Studio album by Youssou N'Dour
- Released: 11 July 1994
- Recorded: September–October 1993
- Studio: Power Play (New York City); Xippi (Dakar);
- Genre: Pop; folk; world; country;
- Length: 73:01
- Label: Columbia
- Producer: Verna Gillis

Youssou N'Dour chronology
| Special Noël (1993) | The Guide (Wommat) (1994) | Gainde (1995) |

= The Guide (Wommat) =

The Guide (Wommat) is the seventh studio album by Senegalese singer and composer Youssou N'Dour. Recorded during the autumn of 1993 in both New York City and Dakar, the album was released on 11 July 1994 through Columbia Records.
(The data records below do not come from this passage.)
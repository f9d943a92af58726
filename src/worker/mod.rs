//! Background trip-processing worker.
//!
//! Claims one job per iteration from the Postgres queue, loads the stored
//! raw payload, runs the pure pipeline, and commits all trip outputs in a
//! single transaction. Cancellation between claim and commit leaves no
//! partial rows — the job is simply retried later.

use anyhow::{Context, Result};
use chrono::Utc;
use sqlx::PgPool;
use std::time::Duration;
use tokio_util::sync::CancellationToken;
use tracing::{error, info};

use crate::config::AppConfig;
use crate::pipeline;
use crate::storage::{detections, jobs, segments, trips};
use crate::types::TripPayload;

/// Outcome summary of one processed trip, for logging and tests.
#[derive(Debug, Clone, Copy, Default)]
pub struct ProcessSummary {
    pub detections: u64,
    pub cells: usize,
    pub segments: usize,
}

/// Process one claimed trip end to end.
pub async fn process_trip_job(pool: &PgPool, trip_id: &str) -> Result<ProcessSummary> {
    let Some(raw) = trips::fetch_raw_payload(pool, trip_id).await? else {
        // Trip was deleted between enqueue and claim — nothing to do.
        info!(trip_id = %trip_id, "no raw payload, skipping");
        return Ok(ProcessSummary::default());
    };

    let payload: TripPayload =
        serde_json::from_value(raw).context("stored payload failed to deserialize")?;

    let outputs = pipeline::process_trip(&payload, Utc::now());

    let mut tx = pool.begin().await?;
    let written = detections::replace_for_trip(&mut tx, trip_id, &outputs.detections).await?;
    segments::upsert_segments(&mut tx, &outputs.segments).await?;
    tx.commit().await?;

    Ok(ProcessSummary {
        detections: written,
        cells: outputs.cells.len(),
        segments: outputs.segments.len(),
    })
}

/// Run the worker loop until cancelled.
pub async fn run_worker(pool: PgPool, config: AppConfig, cancel: CancellationToken) {
    let poll = Duration::from_secs(config.worker_poll_secs.max(1));
    info!(poll_secs = poll.as_secs(), "Worker started");

    loop {
        if cancel.is_cancelled() {
            info!("Worker shutting down");
            return;
        }

        let job = match jobs::claim_job(&pool).await {
            Ok(Some(job)) => job,
            Ok(None) => {
                // Queue empty — sleep unless shutdown arrives first.
                tokio::select! {
                    () = cancel.cancelled() => {
                        info!("Worker shutting down");
                        return;
                    }
                    () = tokio::time::sleep(poll) => continue,
                }
            }
            Err(e) => {
                error!(error = %e, "Failed to claim job");
                tokio::time::sleep(poll).await;
                continue;
            }
        };

        match process_trip_job(&pool, &job.trip_id).await {
            Ok(summary) => {
                info!(
                    trip_id = %job.trip_id,
                    detections = summary.detections,
                    cells = summary.cells,
                    segments = summary.segments,
                    "Trip processed"
                );
                if let Err(e) = jobs::complete_job(&pool, &job).await {
                    error!(job_id = %job.id, error = %e, "Failed to mark job done");
                }
            }
            Err(e) => {
                error!(trip_id = %job.trip_id, error = %e, "Trip processing failed");
                if let Err(e) = jobs::fail_job(&pool, &job, &e.to_string()).await {
                    error!(job_id = %job.id, error = %e, "Failed to mark job failed");
                }
            }
        }
    }
}
//! Shared-secret authentication extractor for the upload endpoint.

use std::sync::Arc;

use async_trait::async_trait;
use axum::extract::FromRequestParts;
use axum::http::request::Parts;

use crate::api::error::ApiError;
use crate::api::AppState;

/// Proof that the request carried a valid `X-API-Key` header.
///
/// When the configured key is empty, authentication is disabled entirely
/// (local development) and every request passes.
pub struct ApiKey;

#[async_trait]
impl FromRequestParts<Arc<AppState>> for ApiKey {
    type Rejection = ApiError;

    async fn from_request_parts(
        parts: &mut Parts,
        state: &Arc<AppState>,
    ) -> Result<Self, Self::Rejection> {
        if state.config.api_key.is_empty() {
            return Ok(Self);
        }

        let provided = parts
            .headers
            .get("x-api-key")
            .and_then(|v| v.to_str().ok())
            .ok_or(ApiError::AuthRejected)?;

        if provided == state.config.api_key {
            Ok(Self)
        } else {
            Err(ApiError::AuthRejected)
        }
    }
}
//! Roadwatch: road-surface defect mapping from phone IMU/GPS traces.
//!
//! ## Architecture
//!
//! - **Pipeline**: per-trip signal processing — normalization, gravity
//!   separation, stability classification, impulse detection, micro-
//!   clustering, roughness segmentation
//! - **Clusters**: on-demand cross-trip aggregation with a continuous
//!   confidence and priority model
//! - **API**: axum HTTP surface for trip ingestion and cluster queries
//! - **Storage**: PostgreSQL persistence plus the trip-processing job queue
//! - **Worker**: background job loop, one job = one trip

pub mod api;
pub mod clusters;
pub mod config;
pub mod geo;
pub mod pipeline;
pub mod stats;
pub mod storage;
pub mod types;
pub mod worker;

// Re-export the core domain types
pub use types::{
    Detection, DetectionPoint, Likelihood, MountState, PotholeCluster, RawSample, RoughSegment,
    SampleRow, TripCell, TripOutputs, TripPayload, WindowClass,
};

pub use config::AppConfig;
Featuring the hit single "7 Seconds", a duet with Neneh Cherry, The Guide (Wommat) is the commercially most successful album by N'Dour.

Professional ratings
Review scores
| Source | Rating |
| AllMusic | Star |
| Music Week | Star |

==Track listing==

| No. | Title | Lyrics | Music | Length |
|---|---|---|---|---|
| 1. | "Leaving (Dem)" |  |  | 5:03 |
| 2. | "Old Man (Gorgui)" |  |  | 6:30 |
| 3. | "Without a Smile (Same)" (featuring Branford Marsalis) |  |  | 4:12 |
| 4. | "Mame Bamba" | Y. N'Dour; Boubacar N'Dour; | Mamadou Mbaye; Y. N'Dour; | 4:58 |
| 5. | "7 Seconds" (with Neneh Cherry) | Y. N'Dour; Cherry; | Cameron McVey; Jonathan Sharp; | 5:06 |
| 6. | "How You Are (No Mele)" | Y. N'Dour; Kabou Gueye; | Habib Faye; Gueye; Y. N'Dour; | 3:39 |
| 7. | "Generations (Diamono)" |  |  | 5:46 |
| 8. | "Tourista" |  | Jean-Philippe Rykiel | 4:36 |
| 9. | "Undecided (Japoulo)" |  | Faye; Rykiel; | 5:26 |
| 10. | "Love One Another (Beuguente)" |  | Rykiel; Y. N'Dour; | 4:51 |
| 11. | "Life (Adouna)" |  | Rykiel | 4:04 |
| 12. | "My People (Samay Nit)" | Bouna N'Diaye |  | 4:38 |
| 13. | "Oh Boy" |  |  | 4:37 |
| 14. | "Silence (Tongo)" |  |  | 4:38 |
| 15. | "Chimes of Freedom" | Bob Dylan | Dylan | 4:51 |
| Total length: |  |  |  | 73:01 |

==Charts==

Chart performance for The Guide (Wommat)
| Chart (1994–1995) | Peak position |
|---|---|
| Australian Albums (ARIA) | 39 |
| Austrian Albums (Ö3 Austria) | 11 |
| Belgian Albums (Ultratop Flanders) | 38 |
| Dutch Albums (Album Top 100) | 11 |
| European Albums (IFPI) | 17 |
| Finnish Albums (Suomen virallinen lista) | 15 |
| French Albums (IFOP) | 15 |
| German Albums (Offizielle Top 100) | 27 |
| Italian Albums (AFI) | 4 |
| Japanese Albums (Oricon) | 27 |
| New Zealand Albums (RMNZ) | 47 |
| Portuguese Albums (AFP) | 11 |
| Spanish Albums (AFYVE) | 8 |
| Swedish Albums (Sverigetopplistan) | 43 |
| Swiss Albums (Schweizer Hitparade) | 18 |
| UK Albums (Official Charts) | 87 |
| US World Albums (Billboard) | 2 |

==Certifications==

Certifications for The Guide (Wommat)
| Region | Certification | Certified units/sales |
| France (SNEP) | 2× Gold | 200,000^{*} |
| Italy (FIMI) | Platinum | 100,000^{*} |
| Netherlands (NVPI) | Gold | 50,000^{^} |
| Spain (Promusicae) | Gold | 50,000^{^} |
| Switzerland (IFPI Switzerland) | Gold | 25,000^{^} |
^{*} Sales figures based on certification alone. ^{^} Shipments figures based on certification alone.